Distribution Techniques

  • As active and strong fliers, Dalotia readily disperse throughout the greenhouse. Although they should be spread throughout the crop, it is not necessary for distribution to be even and consistent.

Introduction rates

  • It is recommended for application at a rate of between 1-5/m2 or up to 10/m2 for hot spots.

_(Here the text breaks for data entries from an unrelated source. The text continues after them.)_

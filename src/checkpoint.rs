//! Interruption-safe progress marker.
//!
//! Saving is best effort: a failed write is logged and the run carries on,
//! since the success records are the real source of truth.
use crate::pin_ref::PinRef;
use crate::records::{read_json, remove_if_exists, write_json, Checkpoint, FailureEntry};
use chrono::Utc;
use std::collections::BTreeSet;
use std::path::PathBuf;
use tracing::{debug, info, warn};

pub struct CheckpointStore {
    path: PathBuf,
    target_board: String,
}

impl CheckpointStore {
    pub fn new(path: PathBuf, target_board: impl Into<String>) -> Self {
        Self {
            path,
            target_board: target_board.into(),
        }
    }

    pub fn save(&self, processed: &BTreeSet<PinRef>, failed: &[FailureEntry]) -> bool {
        let checkpoint = Checkpoint {
            processed: processed.clone(),
            timestamp: Utc::now(),
            count: processed.len(),
            target_board: Some(self.target_board.clone()),
            failed: failed.to_vec(),
        };
        match write_json(&self.path, &checkpoint) {
            Ok(()) => {
                debug!(count = checkpoint.count, "checkpoint saved");
                true
            }
            Err(err) => {
                warn!(?err, path = %self.path.display(), "could not save checkpoint");
                false
            }
        }
    }

    /// The stored checkpoint, if it exists, is readable and belongs to the
    /// same target board.
    pub fn load(&self) -> Option<Checkpoint> {
        let checkpoint = match read_json::<Checkpoint>(&self.path) {
            Ok(found) => found?,
            Err(err) => {
                warn!(?err, path = %self.path.display(), "ignoring unreadable checkpoint");
                return None;
            }
        };
        match checkpoint.target_board.as_deref() {
            Some(board) if board != self.target_board => {
                warn!(
                    checkpoint_board = board,
                    "checkpoint belongs to a different target board; ignoring it"
                );
                None
            }
            _ => {
                info!(processed = checkpoint.count, at = %checkpoint.timestamp, "checkpoint found");
                Some(checkpoint)
            }
        }
    }

    pub fn clear(&self) -> bool {
        match remove_if_exists(&self.path) {
            Ok(removed) => removed,
            Err(err) => {
                warn!(?err, "could not remove checkpoint");
                false
            }
        }
    }
}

Environmental considerations

  • Because of its soil-dwelling nature, Dalotia is less affected by ambient environmental conditions than many other BCAs used in the greenhouse.
  • Cool temperatures will slow down its activity, but it will not be killed even by intense cold, surviving Ontario winters outside by moving deeper into the soil.
  • It does not diapause and will remain active in the greenhouse year round.

Monitoring

  • Yellow sticky cards will occasionally catch flying adults, especially when populations are high. Likewise, adults are sometimes seen on greenhouse walls.
  • Adults and larvae can be observed actively moving on the surface of the growing medium or between the wall of pots and the soil.
  • Potato slices, which are sometimes used to monitor soil populations of fungus gnat larvae (laying them on top of the medium and inspecting the underside for fungus gnat larvae 24-48 hours later) may also provide information on Dalotia levels (figure 3). Whether Dalotia are attracted to the potato itself or to fungus gnat larvae feeding on the potato, is not known. Dusting the underside of the potato slice with ground fish food may enhance attraction.

 Other considerations

  • For thrips, Dalotia is often used in conjunction with other soil applied BCAs such as predatory mites, nematodes and entomopathogenic fungi. It should always be combined with BCAs that target foliar thrips stages.
  • Evidence of intraguild predation on soil-dwelling predatory mites has been shown in laboratory trials3. However, interactions in commercial greenhouse crops do not usually impact the efficacy of biocontrol.

References

  1. Wilson, E.R.E, 2012 Life cycle of the rove beetle, Atheta coriaria (Kraatz) (Coleoptera: Staphylinidae) and suitability as a biological control agent against the fungus gnat, Bradysia sp. nr. coprophila (Lintner). PhD Dissertation Kansas State University.
  2. Carney VA, Diamond JC, Murphy GD, Marshall D. 2002. The potential of Atheta coriaria (Kraatz) (Coleoptera: Staphylinidae) as a biological control agent for use in greenhouse crops. IOBC/wprs Bulletin 25(1): 37-40.
  3. Jandricic SE, Scott-Dupree CD, Broadbent AB, Harris CR, Murphy G.  2006.  Compatibility of Atheta coriaria with other biological control agents and reduced-risk pesticides used in greenhouse floriculture IPM programs for fungus gnats.  The Canadian Entomologist 138: 712-722.

Further Reading

  • Heinz, K.M., R.G. Van Driesche and M.P. Parrella 2004. Biocontrol in Protected Culture, Ball Publishing, Batavia, Illinois.
  • Malais M.H and Ravensberg W.J. 2003. Knowing and Recognizing: The biology of glasshouse pests and their natural enemies. Koppert BV, Berkel en Rodenrijs, The Netherlands and Reed Business Information, Doetinchem, The Netherlands.